Política, nesse caso, inclui a realização de valores típicos da modernidade, como a tolerância, a liberdade individual e a igualdade. Nenhum desses valores é unívoco. Além disso, pode-se combiná-los em proporções variáveis de um país para outro. O crescente prestígio da noção de direitos humanos também complica a discussão, deslocando os problemas para o plano supranacional.
A complicação, nesse caso, decorre de um dado simples: a consolidação dos direitos, primeiro individuais, depois sociais, é um aspecto da história do Estado moderno. A conversão da tolerância em princípio político é um exemplo disso. Direitos individuais e direitos sociais só se tornaram efetivos, nos últimos quatrocentos e tantos anos, porque levaram o carimbo do poder soberano. Ainda não está claro como essa função será exercida no plano transnacional.
O radicalismo liberal pode aceitar a defesa de certas liberdades pelo poder público, mas tende a rejeitar a maior parte dos papéis assumidos pelo Estado nos últimos 150 ou 200 anos. Nesse período, o poder político, além de instituir medidas protetoras da concorrência, como as leis antitrustes, regulou contratos para equilibrar o poder de empregados e empregadores, criou mecanismos fiscais para a redistribuição de riqueza e de renda, implantou políticas de proteção setorial e adotou novas formas de políticas de longo prazo, por meio de técnicas de planificação.
Essa intervenção do Estado na economia nunca foi recebida pacificamente. No século 20, os argumentos contra a ação estatal foram fortalecidos pela experiência do totalitarismo. Hayek publicou em 1944, quase no fim da Segunda Guerra, o texto que o tornaria famoso fora da Academia e projetaria seu nome nos grandes debates políticos: O Caminho da servidão. Um ano depois, Karl Popper lançaria A Sociedade aberta e seus inimigos. Platão, Hegel e Marx são os alvos principais de suas críticas – uma combinação estranha, à primeira vista, uma vez que o grego e os dois pensadores alemães pertencem a contextos políticos e culturais muito diferentes.
Popper e Hayek baseiam boa parte de suas críticas ao planejamento em suas convicções sobre os limites da razão e do conhecimento. Isso faz de Platão um alvo comum. “A justificativa da liberdade individual”, escreveria Hayek num livro publicado em 1972, “fundamenta-se principalmente no reconhecimento da inevitável ignorância de todos os homens quanto à maior parte dos fatores dos quais depende a realização dos nossos objetivos e do nosso bem-estar”. A concepção platônica de Justiça, tal como exposta em A República, é tomada, pelos dois autores, como símbolo da arrogância de uma razão que desconhece os próprios limites.
Especialistas podem criticar como a-histórica a interpretação da obra platônica oferecida por autores como Popper, Hayek e outros escritores modernos.
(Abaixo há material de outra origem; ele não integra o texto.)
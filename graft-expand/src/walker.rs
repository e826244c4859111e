//! Walk a source file with syn, recording the scopes, declarations, macro definitions and macro
//! invocations the expander needs, then expand and resolve.
//!
//! This only ever sees one file: out-of-line `mod foo;` declarations are recorded as names, but
//! never read. Expansion results aren't walked again, so macros that expand to invocations of
//! other macros stay unexpanded.
//!
//! Scopes:
//! - the crate root and every inline `mod { }` are `Module` scopes, with no view of their parent's
//!   names;
//! - every function body is a `Block` scope, which sees its own items and then those of the
//!   enclosing scopes, out to the nearest module.
//!
//! Blocks nested inside statements aren't scopes of their own; we don't look inside expressions.

use crate::expand::expand_or_none;
use crate::namespace::{Binding, Origin, ScopeBindings};
use crate::scratch::describe;
use crate::text;
use graft_api::expansions::{ElementKind, ExpansionResult};
use graft_api::idents::Ident;
use graft_api::macros::{MacroDefinition, MacroInvocation};
use graft_api::scopes::{InvocationContext, Namespace, ScopeId};
use graft_api::spans::Span;
use graft_api::Map;
use lazy_static::lazy_static;
use quote::ToTokens;
use std::path::PathBuf;
use tracing::{trace, warn};

use textual_scope::TextualScope;

mod textual_scope;

lazy_static! {
    static ref MACRO_RULES: Ident = "macro_rules".into();
}

quick_error! {
    #[derive(Debug)]
    pub enum WalkError {
        Parse(err: syn::Error) {
            from()
            cause(err)
            display("parse error during walking: {}", err)
        }
        AlreadyDefined(namespace: Namespace, name: Ident) {
            display("`{}` already defined in {:?} namespace", name, namespace)
        }
        NoSourceText(what: &'static str) {
            display("couldn't find the source text of a {}", what)
        }
    }
}

/// Whether a scope is a module or a function body.
#[derive(Clone, Copy, PartialEq, Eq, Debug)]
pub enum ScopeKind {
    Module,
    Block,
}

struct ScopeData {
    kind: ScopeKind,
    parent: Option<ScopeId>,
    bindings: ScopeBindings,
}

/// An invocation, along with the macros textually in scope where it was written.
struct RecordedInvocation {
    invocation: MacroInvocation,
    textual_scope: TextualScope,
}

/// A walked source file.
pub struct SourceTree {
    source_file: PathBuf,
    scopes: Vec<ScopeData>,
    /// Body scopes of free functions, by name. The first function with a name wins.
    functions: Map<Ident, ScopeId>,
    invocations: Vec<RecordedInvocation>,
    expansions: Vec<ExpansionResult>,
    expanded: bool,
}

impl SourceTree {
    /// Parse and walk a file.
    pub fn parse(source_file: impl Into<PathBuf>, source: &str) -> Result<SourceTree, WalkError> {
        let source_file = source_file.into();
        trace!("parsing `{}`", source_file.display());
        let file = syn::parse_file(source)?;

        let mut tree = SourceTree {
            source_file,
            scopes: vec![],
            functions: Map::default(),
            invocations: vec![],
            expansions: vec![],
            expanded: false,
        };
        let root = tree.add_scope(ScopeKind::Module, None);
        let mut ctx = WalkCtx {
            tree: &mut tree,
            source: text::strip_preamble(source),
        };
        ctx.walk_items(root, TextualScope::empty(), &file.items);
        trace!("done walking `{}`", ctx.tree.source_file.display());

        Ok(tree)
    }

    /// The crate root.
    pub fn root(&self) -> ScopeId {
        ScopeId(0)
    }

    pub fn scope_kind(&self, scope: ScopeId) -> Option<ScopeKind> {
        self.scope(scope).map(|data| data.kind)
    }

    pub fn parent(&self, scope: ScopeId) -> Option<ScopeId> {
        self.scope(scope).and_then(|data| data.parent)
    }

    /// The body scope of the first free function named `name`, at any depth.
    pub fn function_scope(&self, name: &str) -> Option<ScopeId> {
        self.functions.get(name).cloned()
    }

    /// Every invocation in item or statement position or in a `let` initializer, in source
    /// order.
    pub fn invocations(&self) -> impl Iterator<Item = &MacroInvocation> {
        self.invocations.iter().map(|recorded| &recorded.invocation)
    }

    /// Expand every recorded invocation once, in source order, and bind the results' names in
    /// the scopes they were invoked in. Invocations that can't be expanded are skipped.
    pub fn expand_all(&mut self) -> &[ExpansionResult] {
        if !self.expanded {
            let SourceTree {
                invocations,
                scopes,
                expansions,
                ..
            } = self;
            for recorded in invocations.iter() {
                let results = match expand_or_none(&recorded.invocation, &recorded.textual_scope) {
                    Some(results) => results,
                    None => continue,
                };
                trace!(
                    "expanded {:?} into {} items",
                    recorded.invocation,
                    results.len()
                );
                for result in results {
                    if let (Some(namespace), Some(name)) = (result.kind().namespace(), result.name())
                    {
                        let binding = Binding {
                            kind: result.kind(),
                            origin: Origin::Expanded {
                                invocation: recorded.invocation.span.clone(),
                            },
                        };
                        if let Some(scope) = scopes.get_mut(result.context().0 as usize) {
                            if let Err(err) = scope.bindings.insert(namespace, name.clone(), binding) {
                                warn!("[{:?}]: {}", result.span(), err);
                            }
                        }
                    }
                    expansions.push(result);
                }
            }
            self.expanded = true;
        }
        &self.expansions
    }

    /// Resolve a plain name as seen from `scope`: look in the scope itself, then outward through
    /// enclosing blocks, stopping after the nearest module.
    pub fn resolve(&self, scope: ScopeId, namespace: Namespace, name: &str) -> Option<&Binding> {
        let mut current = Some(scope);
        while let Some(id) = current {
            let data = self.scope(id)?;
            if let Some(binding) = data.bindings.get(namespace, name) {
                return Some(binding);
            }
            current = match data.kind {
                ScopeKind::Module => None,
                ScopeKind::Block => data.parent,
            };
        }
        None
    }

    fn scope(&self, scope: ScopeId) -> Option<&ScopeData> {
        self.scopes.get(scope.0 as usize)
    }

    fn add_scope(&mut self, kind: ScopeKind, parent: Option<ScopeId>) -> ScopeId {
        let id = ScopeId(self.scopes.len() as u32);
        self.scopes.push(ScopeData {
            kind,
            parent,
            bindings: ScopeBindings::new(),
        });
        id
    }
}

struct WalkCtx<'a> {
    tree: &'a mut SourceTree,
    source: &'a str,
}

impl<'a> WalkCtx<'a> {
    /// Walk a sequence of items, returning the textual scope at the end of them.
    fn walk_items(
        &mut self,
        scope: ScopeId,
        mut textual_scope: TextualScope,
        items: &[syn::Item],
    ) -> TextualScope {
        for item in items {
            textual_scope = self.walk_item(scope, textual_scope, item);
        }
        textual_scope
    }

    fn walk_item(
        &mut self,
        scope: ScopeId,
        textual_scope: TextualScope,
        item: &syn::Item,
    ) -> TextualScope {
        let result = match item {
            syn::Item::Macro(mac) if mac.mac.path.is_ident(&**MACRO_RULES) => {
                self.walk_macro_rules(scope, textual_scope.clone(), mac)
            }
            syn::Item::Macro(mac) => {
                let here = textual_scope.append_scope(None);
                let context = self.item_context(scope);
                self.record_invocation(&mac.mac, context, here.clone())
                    .map(|()| here)
            }
            syn::Item::Mod(mod_) => {
                self.declare_item(scope, item);
                if let Some((_, items)) = &mod_.content {
                    let here = textual_scope.append_scope(None);
                    let module = self.tree.add_scope(ScopeKind::Module, Some(scope));
                    self.walk_items(module, here.make_dead_submodule(), items);
                    Ok(here)
                } else {
                    trace!("skipping out-of-line module {}", mod_.ident);
                    Ok(textual_scope.clone())
                }
            }
            syn::Item::Fn(fn_) => {
                self.declare_item(scope, item);
                let here = textual_scope.append_scope(None);
                let body = self.walk_fn_body(scope, &here, &fn_.block);
                let name = Ident::from(&fn_.sig.ident);
                if self.tree.functions.contains_key(&name) {
                    trace!("already saw a function named {}", name);
                } else {
                    self.tree.functions.insert(name, body);
                }
                Ok(here)
            }
            syn::Item::Impl(impl_) => {
                let here = textual_scope.append_scope(None);
                for impl_item in &impl_.items {
                    if let syn::ImplItem::Method(method) = impl_item {
                        self.walk_fn_body(scope, &here, &method.block);
                    }
                }
                Ok(here)
            }
            _ => {
                self.declare_item(scope, item);
                Ok(textual_scope.clone())
            }
        };

        match result {
            Ok(textual_scope) => textual_scope,
            Err(err) => {
                warn!("[{:?}]: suppressing error: {}", self.span_of(item), err);
                textual_scope
            }
        }
    }

    fn walk_macro_rules(
        &mut self,
        scope: ScopeId,
        textual_scope: TextualScope,
        mac: &syn::ItemMacro,
    ) -> Result<TextualScope, WalkError> {
        let ident = match &mac.ident {
            Some(ident) => ident,
            None => return Ok(textual_scope),
        };
        let source = text::covered(self.source, mac).ok_or(WalkError::NoSourceText("macro"))?;
        let definition = MacroDefinition {
            name: Ident::from(ident),
            source: source.to_string(),
            span: self.span_of(mac),
        };
        trace!("found macro {}", definition.name);

        self.declare(
            scope,
            Namespace::Macro,
            definition.name.clone(),
            ElementKind::MacroRules,
            definition.span.clone(),
        );
        Ok(textual_scope.append_scope(Some(definition)))
    }

    /// Walk a function body as a new block scope, returning that scope.
    fn walk_fn_body(
        &mut self,
        parent: ScopeId,
        textual_scope: &TextualScope,
        block: &syn::Block,
    ) -> ScopeId {
        let body = self.tree.add_scope(ScopeKind::Block, Some(parent));
        let mut textual_scope = textual_scope.make_dead_submodule();
        for stmt in &block.stmts {
            let result = match stmt {
                syn::Stmt::Item(item) => {
                    textual_scope = self.walk_item(body, textual_scope, item);
                    Ok(())
                }
                syn::Stmt::Local(local) => match &local.init {
                    Some((_, init)) => match &**init {
                        syn::Expr::Macro(mac) => {
                            textual_scope = textual_scope.append_scope(None);
                            self.record_invocation(
                                &mac.mac,
                                InvocationContext::Expression,
                                textual_scope.clone(),
                            )
                        }
                        _ => Ok(()),
                    },
                    None => Ok(()),
                },
                syn::Stmt::Semi(syn::Expr::Macro(mac), _) => {
                    textual_scope = textual_scope.append_scope(None);
                    self.record_invocation(
                        &mac.mac,
                        InvocationContext::Block(body),
                        textual_scope.clone(),
                    )
                }
                syn::Stmt::Expr(syn::Expr::Macro(mac)) => {
                    textual_scope = textual_scope.append_scope(None);
                    self.record_invocation(
                        &mac.mac,
                        InvocationContext::Expression,
                        textual_scope.clone(),
                    )
                }
                syn::Stmt::Semi(..) | syn::Stmt::Expr(_) => Ok(()),
            };
            if let Err(err) = result {
                warn!("[{:?}]: suppressing error: {}", self.span_of(stmt), err);
            }
        }
        body
    }

    fn record_invocation(
        &mut self,
        mac: &syn::Macro,
        context: InvocationContext,
        textual_scope: TextualScope,
    ) -> Result<(), WalkError> {
        let name = match mac.path.segments.last() {
            Some(segment) => Ident::from(&segment.ident),
            None => return Ok(()),
        };
        let source = text::covered(self.source, mac).ok_or(WalkError::NoSourceText("macro invocation"))?;
        let invocation = MacroInvocation {
            name,
            source: source.to_string(),
            span: self.span_of(mac),
            context,
        };
        trace!("found invocation {:?}", invocation);
        self.tree.invocations.push(RecordedInvocation {
            invocation,
            textual_scope,
        });
        Ok(())
    }

    /// The context of an invocation written as an item in `scope`.
    fn item_context(&self, scope: ScopeId) -> InvocationContext {
        match self.tree.scope_kind(scope) {
            Some(ScopeKind::Block) => InvocationContext::Block(scope),
            _ => InvocationContext::Module(scope),
        }
    }

    /// Bind an item's name, if it declares one.
    fn declare_item(&mut self, scope: ScopeId, item: &syn::Item) {
        if let Some((kind, Some(name), _)) = describe(item) {
            if let Some(namespace) = kind.namespace() {
                let span = self.span_of(item);
                self.declare(scope, namespace, name, kind, span);
            }
        }
    }

    fn declare(
        &mut self,
        scope: ScopeId,
        namespace: Namespace,
        name: Ident,
        kind: ElementKind,
        span: Span,
    ) {
        let binding = Binding {
            kind,
            origin: Origin::Declared { span: span.clone() },
        };
        if let Some(data) = self.tree.scopes.get_mut(scope.0 as usize) {
            if let Err(err) = data.bindings.insert(namespace, name, binding) {
                warn!("[{:?}]: {}", span, err);
            }
        }
    }

    fn span_of(&self, tokens: &dyn ToTokens) -> Span {
        text::span_of(None, self.tree.source_file.clone(), tokens)
    }
}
Mas a tentação é forte. Com algum cuidado, pode-se apontar em sua obra sementes de um tipo de pensamento autoritário. Na república ideal de Platão não haveria leis. A Justiça resultaria da ordenação do corpo social. Cada classe cumpriria seu papel e praticaria a virtude correspondente à sua condição. Aos homens dedicados à atividade material, caberia a temperança. Aos guardiães, a coragem. Aos governantes, a sabedoria. A Justiça não estaria vinculada a nenhuma das classes ou castas: seria uma conseqüência do bom funcionamento de todas as partes. O comando seria exercido, preferencialmente, por um rei filósofo, capaz de saber o que convém ao Estado em cada circunstância.
Ficou associada ao nome de Platão a imagem de um Estado rigidamente ordenado e submetido à orientação de um rei filósofo, embora ele tivesse escrito, no fim da vida, um livro intitulado As Leis, mais longo que A República. Nesse livro, só conhecido postumamente, as personagens discutem a fundação e a ordenação de uma colônia pelos cretenses. Depois de uma discussão preliminar, conclui-se que o governo das leis seria o melhor para a nova cidade. As leis seriam pedagógicas e conteriam um elemento de persuasão. Haveria, portanto, um sistema de garantias legais para os cidadãos? Essa pergunta não teria sentido para Platão. A noção moderna de garantia está associada a uma concepção de direitos que só se esboçou na fase final da Idade Média e se consolidou na modernidade. Além disso, as leis daquela colônia imaginária seriam pedagógicas não só por seu componente persuasivo, mas também porque regulariam detalhes mínimos da vida cotidiana. Por um caminho diferente daquele de A República, seria afirmada a supremacia da razão ordenadora.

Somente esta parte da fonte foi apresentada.